• _REQUIRED WORK_
For the data below, restate word for word only the lines from the line containing "use alloy::hex;" through the line containing "pub struct GasConfig", both ends included.

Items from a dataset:
═══
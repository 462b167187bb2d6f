//! Raw log → named event.
//!
//! Decoding is total: every input produces a `DecodedEvent`, and the three
//! possible outcomes are spelled out in `DecodeOutcome` so callers have to
//! handle each of them. Logs that cannot be decoded keep their raw topics and
//! data for display and debugging.

use std::sync::Arc;

use alloy::{
    dyn_abi::{DynSolValue, EventExt},
    primitives::{Address, Bytes, B256},
    rpc::types::Log,
};
use serde::{Deserialize, Serialize};
use serde_json::Value;

use crate::{
    chain::deserialize_opt_quantity,
    ext::{AbiRegistry, ContractDescriptor},
};

/// Reason reported for logs from contracts that are not registered.
pub const NO_ABI_FOR_ADDRESS: &str = "no ABI for address";

// ============================================================================
// Raw log
// ============================================================================

/// A log as delivered by a subscription notification or a receipt.
///
/// Only `address`, `topics` and `data` are needed to decode; the remaining
/// fields are carried through. Quantities may be hex strings or numbers.
#[derive(Debug, Clone, Default, PartialEq, Eq, Serialize, Deserialize)]
#[serde(rename_all = "camelCase")]
pub struct RawLog {
    pub address: Address,
    #[serde(default)]
    pub topics: Vec<B256>,
    #[serde(default)]
    pub data: Bytes,
    #[serde(default, alias = "transaction_hash")]
    pub transaction_hash: Option<B256>,
    #[serde(default, alias = "block_number", deserialize_with = "deserialize_opt_quantity")]
    pub block_number: Option<u64>,
    #[serde(default, alias = "log_index", deserialize_with = "deserialize_opt_quantity")]
    pub log_index: Option<u64>,
    #[serde(
        default,
        alias = "blockTimestamp",
        alias = "block_timestamp",
        deserialize_with = "deserialize_opt_quantity"
    )]
    pub timestamp: Option<u64>,
}

impl From<&Log> for RawLog {
    fn from(log: &Log) -> Self {
        Self {
            address: log.address(),
            topics: log.topics().to_vec(),
            data: log.data().data.clone(),
            transaction_hash: log.transaction_hash,
            block_number: log.block_number,
            log_index: log.log_index,
            timestamp: log.block_timestamp,
        }
    }
}

// ============================================================================
// Decoded event
// ============================================================================

/// One decoded event parameter.
#[derive(Debug, Clone, PartialEq)]
pub struct EventArg {
    pub name: String,
    pub indexed: bool,
    pub value: DynSolValue,
}

/// Event parameters in declaration order.
#[derive(Debug, Clone, Default, PartialEq)]
pub struct EventArgs(pub Vec<EventArg>);

impl EventArgs {
    /// Value of the parameter called `name`.
    pub fn get(&self, name: &str) -> Option<&DynSolValue> {
        self.0.iter().find(|arg| arg.name == name).map(|arg| &arg.value)
    }

    pub fn iter(&self) -> impl Iterator<Item = &EventArg> {
        self.0.iter()
    }

    pub fn len(&self) -> usize {
        self.0.len()
    }

    pub fn is_empty(&self) -> bool {
        self.0.is_empty()
    }
}

#[derive(Debug, Clone, PartialEq)]
pub enum DecodeOutcome {
    Decoded {
        event_name: String,
        /// Canonical signature, e.g. `Transfer(address,address,uint256)`
        signature: String,
        args: EventArgs,
    },
    /// No ABI for the address, or no matching event in it. Expected when a
    /// contract gained events after its ABI was captured.
    Unknown { reason: String },
    /// An event matched but its payload did not decode.
    Error { message: String },
}

/// A log together with the result of decoding it.
#[derive(Debug, Clone, PartialEq)]
pub struct DecodedEvent {
    pub contract_address: Address,
    pub transaction_hash: Option<B256>,
    pub block_number: Option<u64>,
    pub log_index: Option<u64>,
    pub timestamp: Option<u64>,
    pub topics: Vec<B256>,
    pub data: Bytes,
    pub outcome: DecodeOutcome,
}

impl DecodedEvent {
    fn from_raw(log: &RawLog, outcome: DecodeOutcome) -> Self {
        Self {
            contract_address: log.address,
            transaction_hash: log.transaction_hash,
            block_number: log.block_number,
            log_index: log.log_index,
            timestamp: log.timestamp,
            topics: log.topics.clone(),
            data: log.data.clone(),
            outcome,
        }
    }

    pub fn is_decoded(&self) -> bool {
        matches!(self.outcome, DecodeOutcome::Decoded { .. })
    }

    pub fn event_name(&self) -> Option<&str> {
        match &self.outcome {
            DecodeOutcome::Decoded { event_name, .. } => Some(event_name),
            _ => None,
        }
    }

    pub fn args(&self) -> Option<&EventArgs> {
        match &self.outcome {
            DecodeOutcome::Decoded { args, .. } => Some(args),
            _ => None,
        }
    }

    /// Why decoding did not succeed.
    pub fn error(&self) -> Option<&str> {
        match &self.outcome {
            DecodeOutcome::Decoded { .. } => None,
            DecodeOutcome::Unknown { reason } => Some(reason),
            DecodeOutcome::Error { message } => Some(message),
        }
    }

    /// `(transactionHash, logIndex)`, the identity used for deduplication.
    pub fn dedup_key(&self) -> Option<(B256, u64)> {
        Some((self.transaction_hash?, self.log_index?))
    }
}

// ============================================================================
// Decoding
// ============================================================================

/// Decode `log` against the registry. Never fails.
pub fn decode_log(registry: &AbiRegistry, log: &RawLog) -> DecodedEvent {
    let outcome = match registry.get(&log.address) {
        Some(contract) => decode_with(contract, log),
        None => DecodeOutcome::Unknown {
            reason: NO_ABI_FOR_ADDRESS.to_string(),
        },
    };
    if let DecodeOutcome::Error { message } = &outcome {
        tracing::debug!(address = %log.address, error = %message, "failed to decode log");
    }
    DecodedEvent::from_raw(log, outcome)
}

fn decode_with(contract: &ContractDescriptor, log: &RawLog) -> DecodeOutcome {
    let Some(topic0) = log.topics.first() else {
        return DecodeOutcome::Unknown {
            reason: "log has no topics".to_string(),
        };
    };
    let Some(event) = contract.event_by_selector(topic0) else {
        return DecodeOutcome::Unknown {
            reason: format!("unknown event signature {topic0}"),
        };
    };

    match event.decode_log_parts(log.topics.iter().copied(), &log.data) {
        Ok(decoded) => {
            let mut indexed = decoded.indexed.into_iter();
            let mut body = decoded.body.into_iter();
            let args = event
                .inputs
                .iter()
                .enumerate()
                .filter_map(|(i, param)| {
                    let value = if param.indexed {
                        indexed.next()
                    } else {
                        body.next()
                    }?;
                    let name = if param.name.is_empty() {
                        format!("arg{i}")
                    } else {
                        param.name.clone()
                    };
                    Some(EventArg {
                        name,
                        indexed: param.indexed,
                        value,
                    })
                })
                .collect();
            DecodeOutcome::Decoded {
                event_name: event.name.clone(),
                signature: event.signature(),
                args: EventArgs(args),
            }
        }
        Err(e) => DecodeOutcome::Error {
            message: e.to_string(),
        },
    }
}

/// Shared decoder over a fixed registry.
#[derive(Debug, Clone)]
pub struct EventDecoder {
    registry: Arc<AbiRegistry>,
}

impl EventDecoder {
    pub fn new(registry: Arc<AbiRegistry>) -> Self {
        Self { registry }
    }

    pub fn registry(&self) -> &Arc<AbiRegistry> {
        &self.registry
    }

    pub fn decode(&self, log: &RawLog) -> DecodedEvent {
        decode_log(&self.registry, log)
    }

    /// Decode a log straight from its JSON form. Payloads that are not a
    /// log at all come back as `DecodeOutcome::Error`.
    pub fn decode_json(&self, value: &Value) -> DecodedEvent {
        match RawLog::deserialize(value) {
            Ok(log) => self.decode(&log),
            Err(e) => DecodedEvent::from_raw(
                &RawLog::default(),
                DecodeOutcome::Error {
                    message: format!("malformed log: {e}"),
                },
            ),
        }
    }
}
//! Gas defaults for synchronous submission.
//!
//! The target network has flat, low fees, so the gas price is a fixed
//! configured value rather than a fee-market query. The gas limit is either
//! supplied by the caller or picked from a transaction class inferred from
//! the leading bytes of the calldata.

use alloy::hex;
use serde::Deserialize;

/// 0.001 gwei.
pub const DEFAULT_GAS_PRICE_WEI: u64 = 1_000_000;
pub const DEFAULT_GAS_LIMIT: u64 = 1_000_000;
pub const DEPLOYMENT_GAS_LIMIT: u64 = 10_000_000;

/// Solidity init code begins by setting up the free memory pointer
/// (`PUSH1 0x80 PUSH1 0x40`, or `0x60 0x40` from older compilers).
pub const DEFAULT_DEPLOYMENT_SIGNATURES: &[&str] = &["0x60806040", "0x60606040"];

/// Coarse classification of an outgoing transaction.
#[derive(Debug, Clone, Copy, PartialEq, Eq)]
pub enum TxClass {
    /// Calldata carries contract creation code.
    Deployment,
    /// Any other non-empty calldata.
    Call,
    /// No calldata.
    Transfer,
}

impl TxClass {
    /// Classify calldata against a set of deployment prefixes.
    pub fn classify(data: &[u8], deployment_signatures: &[Vec<u8>]) -> Self {
        if data.is_empty() {
            return TxClass::Transfer;
        }
        if deployment_signatures
            .iter()
            .any(|sig| !sig.is_empty() && data.starts_with(sig))
        {
            return TxClass::Deployment;
        }
        TxClass::Call
    }
}

/// Gas pricing and limit defaults.
#[derive(Debug, Clone, Deserialize)]
#[serde(default)]
pub struct GasConfig {
    /// Fixed gas price in wei
    pub gas_price_wei: u64,
    /// Limit for calls and transfers when the caller gives none
    pub default_gas_limit: u64,
    /// Limit for deployments when the caller gives none
    pub deployment_gas_limit: u64,
    /// Hex calldata prefixes that mark a deployment
    pub deployment_signatures: Vec<String>,
}

impl Default for GasConfig {
    fn default() -> Self {
        Self {
            gas_price_wei: DEFAULT_GAS_PRICE_WEI,
            default_gas_limit: DEFAULT_GAS_LIMIT,
            deployment_gas_limit: DEPLOYMENT_GAS_LIMIT,
            deployment_signatures: DEFAULT_DEPLOYMENT_SIGNATURES
                .iter()
                .map(|s| s.to_string())
                .collect(),
        }
    }
}

impl GasConfig {
    pub fn with_gas_price(mut self, wei: u64) -> Self {
        self.gas_price_wei = wei;
        self
    }

    pub fn with_default_gas_limit(mut self, limit: u64) -> Self {
        self.default_gas_limit = limit;
        self
    }

    pub fn with_deployment_gas_limit(mut self, limit: u64) -> Self {
        self.deployment_gas_limit = limit;
        self
    }

    pub fn gas_price(&self) -> u128 {
        u128::from(self.gas_price_wei)
    }

    /// Decoded deployment prefixes. Entries that are not valid hex are skipped.
    pub fn signature_prefixes(&self) -> Vec<Vec<u8>> {
        self.deployment_signatures
            .iter()
            .filter_map(|sig| match hex::decode(sig) {
                Ok(bytes) => Some(bytes),
                Err(e) => {
                    tracing::warn!(signature = %sig, error = %e, "ignoring invalid deployment signature");
                    None
                }
            })
            .collect()
    }

    pub fn classify(&self, data: &[u8]) -> TxClass {
        TxClass::classify(data, &self.signature_prefixes())
    }

    /// Effective gas limit for `data`. An explicit limit always wins.
    pub fn gas_limit_for(&self, data: &[u8], explicit: Option<u64>) -> (u64, TxClass) {
        let class = self.classify(data);
        let limit = match (explicit, class) {
            (Some(limit), _) => limit,
            (None, TxClass::Deployment) => self.deployment_gas_limit,
            (None, _) => self.default_gas_limit,
        };
        (limit, class)
    }
}
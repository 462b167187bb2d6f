//! Static application configuration.
//!
//! Loaded from a file (any format the `config` crate understands, chosen by
//! extension) with `REALTIME__`-prefixed environment variables layered on
//! top, e.g. `REALTIME__WS_URL` or `REALTIME__GAS__GAS_PRICE_WEI`.
//!
//! ```toml
//! rpc_url = "https://carrot.megaeth.com/rpc"
//! ws_url = "wss://carrot.megaeth.com/ws"
//! chain_id = 6342
//!
//! [[contracts]]
//! name = "Token"
//! address = "0x..."
//! abi_path = "abi/Token.json"
//! ```

use std::path::{Path, PathBuf};

use alloy::primitives::Address;
use config::{Config, Environment, File, FileFormat};
use serde::Deserialize;
use thiserror::Error;

use crate::ext::{
    AbiRegistry, ContractDescriptor, GasConfig, NonceConfig, RealtimeProvider,
    SubscriptionConfig, DEFAULT_SYNC_METHOD,
};

pub const DEFAULT_CHAIN_ID: u64 = 6342;
pub const ENV_PREFIX: &str = "REALTIME";

#[derive(Debug, Error)]
pub enum ConfigError {
    #[error("failed to load configuration: {0}")]
    Load(#[from] config::ConfigError),

    #[error("invalid address for contract {name}: {address}")]
    InvalidAddress { name: String, address: String },

    #[error("failed to read ABI {path}: {source}")]
    AbiRead {
        path: PathBuf,
        #[source]
        source: std::io::Error,
    },

    #[error("failed to parse ABI {path}: {source}")]
    AbiParse {
        path: PathBuf,
        #[source]
        source: serde_json::Error,
    },

    #[error("invalid configuration: {0}")]
    Invalid(String),
}

/// A contract to register: address plus the ABI file describing it.
#[derive(Debug, Clone, Deserialize)]
pub struct ContractConfig {
    #[serde(default)]
    pub name: Option<String>,
    pub address: String,
    /// Bare ABI array or build artifact. Relative paths resolve against the
    /// configuration file's directory.
    pub abi_path: PathBuf,
}

impl ContractConfig {
    fn label(&self) -> String {
        self.name.clone().unwrap_or_else(|| self.address.clone())
    }
}

fn default_chain_id() -> u64 {
    DEFAULT_CHAIN_ID
}

fn default_sync_method() -> String {
    DEFAULT_SYNC_METHOD.to_string()
}

#[derive(Debug, Clone, Deserialize)]
pub struct RealtimeConfig {
    pub rpc_url: String,
    pub ws_url: String,
    #[serde(default = "default_chain_id")]
    pub chain_id: u64,
    /// JSON-RPC method for synchronous submission
    #[serde(default = "default_sync_method")]
    pub sync_method: String,
    #[serde(default)]
    pub gas: GasConfig,
    #[serde(default)]
    pub contracts: Vec<ContractConfig>,
    #[serde(default)]
    pub subscription: SubscriptionConfig,
    #[serde(default)]
    pub nonce: NonceConfig,
    #[serde(skip)]
    base_dir: Option<PathBuf>,
}

impl RealtimeConfig {
    /// Load `path`, then apply environment overrides.
    pub fn load(path: impl AsRef<Path>) -> Result<Self, ConfigError> {
        let path = path.as_ref();
        let config = Config::builder()
            .add_source(File::from(path))
            .add_source(env_source())
            .build()?;
        let mut settings: RealtimeConfig = config.try_deserialize()?;
        settings.base_dir = path.parent().map(Path::to_path_buf);
        settings.validate()?;
        tracing::info!(
            path = %path.display(),
            chain_id = settings.chain_id,
            contracts = settings.contracts.len(),
            "loaded configuration"
        );
        Ok(settings)
    }

    /// Parse TOML text, with environment overrides. Relative ABI paths
    /// resolve against the working directory.
    pub fn from_toml_str(toml: &str) -> Result<Self, ConfigError> {
        let config = Config::builder()
            .add_source(File::from_str(toml, FileFormat::Toml))
            .add_source(env_source())
            .build()?;
        let settings: RealtimeConfig = config.try_deserialize()?;
        settings.validate()?;
        Ok(settings)
    }

    pub fn validate(&self) -> Result<(), ConfigError> {
        if self.rpc_url.trim().is_empty() {
            return Err(ConfigError::Invalid("rpc_url is empty".into()));
        }
        if self.ws_url.trim().is_empty() {
            return Err(ConfigError::Invalid("ws_url is empty".into()));
        }
        if self.chain_id == 0 {
            return Err(ConfigError::Invalid("chain_id must be non-zero".into()));
        }
        if self.subscription.formats.is_empty() {
            return Err(ConfigError::Invalid(
                "subscription.formats must name at least one format".into(),
            ));
        }
        for contract in &self.contracts {
            contract_address(contract)?;
        }
        Ok(())
    }

    fn resolve(&self, path: &Path) -> PathBuf {
        match &self.base_dir {
            Some(base) if path.is_relative() => base.join(path),
            _ => path.to_path_buf(),
        }
    }

    /// Read every configured ABI into a registry.
    pub fn abi_registry(&self) -> Result<AbiRegistry, ConfigError> {
        let mut registry = AbiRegistry::new();
        for contract in &self.contracts {
            let address = contract_address(contract)?;
            let path = self.resolve(&contract.abi_path);
            let json = std::fs::read_to_string(&path).map_err(|source| ConfigError::AbiRead {
                path: path.clone(),
                source,
            })?;
            let mut descriptor = ContractDescriptor::from_artifact_json(address, &json)
                .map_err(|source| ConfigError::AbiParse { path, source })?;
            if let Some(name) = &contract.name {
                descriptor = descriptor.with_name(name);
            }
            registry.insert(descriptor);
        }
        Ok(registry)
    }

    /// HTTP provider for reads and synchronous submission.
    pub fn provider(&self) -> anyhow::Result<RealtimeProvider> {
        Ok(RealtimeProvider::with_http(&self.rpc_url)?.with_sync_method(self.sync_method.clone()))
    }
}

fn env_source() -> Environment {
    Environment::with_prefix(ENV_PREFIX)
        .separator("__")
        .try_parsing(true)
}

fn contract_address(contract: &ContractConfig) -> Result<Address, ConfigError> {
    contract
        .address
        .trim()
        .parse()
        .map_err(|_| ConfigError::InvalidAddress {
            name: contract.label(),
            address: contract.address.clone(),
        })
}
═══
• _OUTPUT_
use alloy::hex;
use serde::Deserialize;

/// 0.001 gwei.
pub const DEFAULT_GAS_PRICE_WEI: u64 = 1_000_000;
pub const DEFAULT_GAS_LIMIT: u64 = 1_000_000;
pub const DEPLOYMENT_GAS_LIMIT: u64 = 10_000_000;

/// Solidity init code begins by setting up the free memory pointer
/// (`PUSH1 0x80 PUSH1 0x40`, or `0x60 0x40` from older compilers).
pub const DEFAULT_DEPLOYMENT_SIGNATURES: &[&str] = &["0x60806040", "0x60606040"];

/// Coarse classification of an outgoing transaction.
#[derive(Debug, Clone, Copy, PartialEq, Eq)]
pub enum TxClass {
    /// Calldata carries contract creation code.
    Deployment,
    /// Any other non-empty calldata.
    Call,
    /// No calldata.
    Transfer,
}

impl TxClass {
    /// Classify calldata against a set of deployment prefixes.
    pub fn classify(data: &[u8], deployment_signatures: &[Vec<u8>]) -> Self {
        if data.is_empty() {
            return TxClass::Transfer;
        }
        if deployment_signatures
            .iter()
            .any(|sig| !sig.is_empty() && data.starts_with(sig))
        {
            return TxClass::Deployment;
        }
        TxClass::Call
    }
}

/// Gas pricing and limit defaults.
#[derive(Debug, Clone, Deserialize)]
#[serde(default)]
pub struct GasConfig {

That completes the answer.